Space leak with redundant use of seq in GHC interpreter

Question

I type this code into the interpreter and memory is rapidly consumed:

last [1..10^7] `seq` ()

I can't see why this needs more than O(1) space. If i do just (which should be the same, because Show forces weak head normal form, so seq is redundant?):

last [1..10^7]

...it works fine.

I'm unable to reproduce this situation outside the interpreter.

What's going on here?

---

Here are some test cases: http://hpaste.org/69234

Things to note:

• By running in the interpreter, I load wtf.hs without compiling it, and type wtf<n> in ghci.
• By compiling, I do ghc --make wtf.hs && ./wtf.
• last can be substituted for a sum with strict accumulator or a function that finds the max element in the list, and the space leak still happens
• I haven't seen this behaviour when using $! instead of seq.
• I tried adding a dummy () parameter because I thought maybe this is a CAF problem. Changes nothing.
• It's probably not a problem with functions on Enum, because I can reproduce the behaviour with wtf5 and later, which don't use Enum at all.
• It's probably not a problem with Num, Int, or Integer, because I can reproduce the behaviour without them in wtf14 and wtf16.

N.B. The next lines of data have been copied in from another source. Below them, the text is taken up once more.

//! Wire-level model of cloud long-running operations and their resources.

use core::fmt;

use chrono::{DateTime, Utc};
use serde::{Deserialize, Serialize};

use crate::link::link_name;
use crate::service::Scope;

/// Tri-state lifecycle of a long-running operation.
///
/// Wire spellings vary per API family but always collapse to these three;
/// anything other than `Done` means "keep polling".
#[derive(Debug, Clone, Copy, PartialEq, Eq, Hash, Default, Serialize, Deserialize)]
#[serde(rename_all = "SCREAMING_SNAKE_CASE")]
#[non_exhaustive]
pub enum OperationStatus {
    /// Accepted by the service but not yet started.
    #[default]
    Pending,
    /// Actively progressing.
    Running,
    /// Reached a terminal state; the failure fields decide the outcome.
    Done,
}

impl OperationStatus {
    /// Returns the canonical wire spelling.
    #[must_use]
    pub const fn as_str(self) -> &'static str {
        match self {
            Self::Pending => "PENDING",
            Self::Running => "RUNNING",
            Self::Done => "DONE",
        }
    }
}

impl fmt::Display for OperationStatus {
    fn fmt(&self, f: &mut fmt::Formatter<'_>) -> fmt::Result {
        f.write_str(self.as_str())
    }
}

/// One entry of an operation's structured failure payload.
#[derive(Debug, Clone, PartialEq, Eq, Default, Serialize, Deserialize)]
#[serde(default)]
pub struct OperationErrorDetail {
    /// Service-specific error code (e.g. `"RESOURCE_NOT_FOUND"`).
    pub code: Option<String>,
    /// Human-readable description.
    pub message: String,
}

/// Structured failure payload of a finished operation.
#[derive(Debug, Clone, PartialEq, Eq, Default, Serialize, Deserialize)]
#[serde(default)]
pub struct OperationError {
    /// Individual failure entries; usually one, occasionally several.
    pub errors: Vec<OperationErrorDetail>,
}

/// Non-fatal notice attached to an operation.
#[derive(Debug, Clone, PartialEq, Eq, Default, Serialize, Deserialize)]
#[serde(default)]
pub struct OperationWarning {
    /// Service-specific warning code.
    pub code: Option<String>,
    /// Human-readable description.
    pub message: String,
}

/// A cloud long-running operation as returned by the service.
///
/// Partial server payloads are common, so every field deserializes from an
/// absent key. The waiter keys on `self_link` and reads `status`,
/// `operation_type`, the failure fields, `warnings`, and the scope
/// qualifiers; everything else is carried for callers.
#[derive(Debug, Clone, PartialEq, Eq, Default, Serialize, Deserialize)]
#[serde(rename_all = "camelCase", default)]
pub struct Operation {
    /// Unique address of the operation. Must be unique within one wait.
    pub self_link: String,
    /// Server-assigned short name, used to address follow-up polls.
    pub name: Option<String>,
    /// Lifecycle status.
    pub status: OperationStatus,
    /// Wire-level verb tag (e.g. `"insert"`, `"compute.disks.delete"`).
    ///
    /// Consumed for human-readable labeling and the delete predicate only,
    /// never for control flow beyond that.
    pub operation_type: String,
    /// Address of the resource the operation creates or affects.
    pub target_link: Option<String>,
    /// HTTP status recorded when the operation finished unsuccessfully.
    pub http_error_status_code: Option<u16>,
    /// Structured failure detail, populated once the operation failed.
    pub error: Option<OperationError>,
    /// Non-fatal messages accumulated while the operation ran.
    pub warnings: Vec<OperationWarning>,
    /// Zone qualifier URL for zonal operations.
    pub zone: Option<String>,
    /// Region qualifier URL for regional operations.
    pub region: Option<String>,
    /// Submission timestamp.
    pub insert_time: Option<DateTime<Utc>>,
    /// Execution start timestamp.
    pub start_time: Option<DateTime<Utc>>,
    /// Completion timestamp.
    pub end_time: Option<DateTime<Utc>>,
}

impl Operation {
    /// Returns `true` once the operation has reached its terminal state.
    #[must_use]
    pub fn is_done(&self) -> bool {
        self.status == OperationStatus::Done
    }

    /// Whether a finished operation counts as failed.
    ///
    /// Failure means a structured `error` payload, or an HTTP status that is
    /// present and not 200. A missing status alongside no `error` is full
    /// success even when other fields are ambiguous.
    #[must_use]
    pub fn has_failed(&self) -> bool {
        self.error.is_some() || self.http_error_status_code.is_some_and(|code| code != 200)
    }

    /// Scope qualifier collapsed from the `zone`/`region` URLs.
    ///
    /// At most one of the two is set on the wire; `zone` wins if both are.
    #[must_use]
    pub fn scope(&self) -> Scope {
        if let Some(zone) = &self.zone {
            Scope::Zone(link_name(zone).to_owned())
        } else if let Some(region) = &self.region {
            Scope::Region(link_name(region).to_owned())
        } else {
            Scope::Global
        }
    }

    /// Short name for addressing follow-up polls: the server-assigned
    /// `name` when present, otherwise the tail of `self_link`.
    #[must_use]
    pub fn short_name(&self) -> &str {
        self.name.as_deref().unwrap_or_else(|| link_name(&self.self_link))
    }

    /// Display label for status lines: the `target_link` when present,
    /// otherwise the operation's own address.
    #[must_use]
    pub fn display_link(&self) -> &str {
        self.target_link.as_deref().unwrap_or(&self.self_link)
    }
}

/// The entity a successful non-delete operation produces, fetched via a
/// follow-up "get resource" call.
///
/// Only `self_link` is interpreted; the remaining service-specific payload
/// is preserved as-is for the caller.
#[derive(Debug, Clone, PartialEq, Default, Serialize, Deserialize)]
#[serde(rename_all = "camelCase", default)]
pub struct Resource {
    /// Unique address of the resource.
    pub self_link: String,
    /// Remaining service-specific fields, untouched.
    #[serde(flatten)]
    pub body: serde_json::Map<String, serde_json::Value>,
}

impl Resource {
    /// Short name of the resource: the tail of `self_link`.
    #[must_use]
    pub fn name(&self) -> &str {
        link_name(&self.self_link)
    }
}
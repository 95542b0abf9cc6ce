//! Attesa drives heterogeneous cloud long-running operations to completion.
//!
//! Overview
//! - A caller who has submitted several mutating API calls holds one
//!   operation handle per call; attesa polls those handles in batched rounds
//!   through an injected [`Executor`] until each reaches `DONE`.
//! - Successful non-delete operations get a follow-up "get resource"
//!   request; the fetched resources come back through a lazy
//!   [`WaitStream`], in discovery order.
//! - Failures never abort the wait: per-operation errors, transport
//!   failures, and the aggregate timeout entry accumulate in the stream's
//!   error collection for the caller to surface.
//!
//! Key behaviors
//! - One round at a time: the waiter issues a batch, awaits it, sleeps, and
//!   repeats. The inter-round sleep grows linearly (1s, 2s, ...) up to
//!   `max_poll_interval`; the executor may fan out within a round.
//! - The timeout is measured from the start of the wait and never resets.
//!   When it elapses, a single [`AttesaError::Timeout`] names every
//!   still-pending operation; the service may still finish them remotely.
//! - Deletions never trigger a resource fetch, even on success.
//!
//! Example
//! ```rust,ignore
//! use std::sync::Arc;
//! use attesa::{Waiter, OperationDescriptor, ServiceKey};
//!
//! const OPS: ServiceKey = ServiceKey::new("compute.zoneOperations");
//! const INSTANCES: ServiceKey = ServiceKey::new("compute.instances");
//!
//! let waiter = Waiter::builder()
//!     .executor(executor)
//!     .timeout(std::time::Duration::from_secs(600))
//!     .build()?;
//!
//! let descriptors = operations
//!     .into_iter()
//!     .map(|op| OperationDescriptor::new(op, "my-project", OPS, INSTANCES))
//!     .collect();
//!
//! let mut stream = waiter.wait(descriptors);
//! while let Some(resource) = stream.next().await {
//!     println!("ready: {}", resource.name());
//! }
//! for err in stream.errors() {
//!     eprintln!("failed: {err}");
//! }
//! ```
#![warn(missing_docs)]

mod round;
mod stream;
mod waiter;

pub use stream::WaitStream;
pub use waiter::{Waiter, WaiterBuilder};

pub use attesa_middleware::{RetryExecutor, RetryMiddleware};

// Re-export the trait seams and value model for convenience
pub use attesa_core::{
    ActionLabels,
    AttesaError,
    BatchReply,
    BatchRequest,
    CallTarget,
    Executor,
    ExecutorMiddleware,
    NullReporter,
    Operation,
    OperationDescriptor,
    OperationError,
    OperationErrorDetail,
    OperationStatus,
    OperationWarning,
    ProgressReporter,
    Resource,
    RetryConfig,
    Scope,
    ServiceKey,
    WaitReport,
    WaiterConfig,
    is_delete,
    labels_for,
    link_name,
};
#[cfg(feature = "tracing")]
pub use attesa_core::LogReporter;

I tried reproducing the problem with Peano arithmetic to take lists and integers out of the equation (fetching the at the end of of 10^9), but ran into other sharing/space leak problems I don't understand when trying to implement *.

Answer 1

We need to look at the instance of enumFromTo for Integer, and last:

last []                 =  errorEmptyList "last"
last (x:xs)             =  last' x xs
  where last' y []     = y
        last' _ (y:ys) = last' y ys

It is defined in GHC.Enum as:

enumFrom x             = enumDeltaInteger  x 1
enumFromThen x y       = enumDeltaInteger  x (y-x)
enumFromTo x lim       = enumDeltaToInteger x 1 lim

where

enumDeltaInteger :: Integer -> Integer -> [Integer]
enumDeltaInteger x d = x `seq` (x : enumDeltaInteger (x+d) d)
-- strict accumulator, so
--     head (drop 1000000 [1 .. ]
-- works

and

enumDeltaToInteger :: Integer -> Integer -> Integer -> [Integer]
enumDeltaToInteger x delta lim
  | delta >= 0 = up_list x delta lim
  | otherwise  = dn_list x delta lim

up_list :: Integer -> Integer -> Integer -> [Integer]
up_list x0 delta lim = go (x0 :: Integer)
                where
                    go x | x > lim   = []
                         | otherwise = x : go (x+delta)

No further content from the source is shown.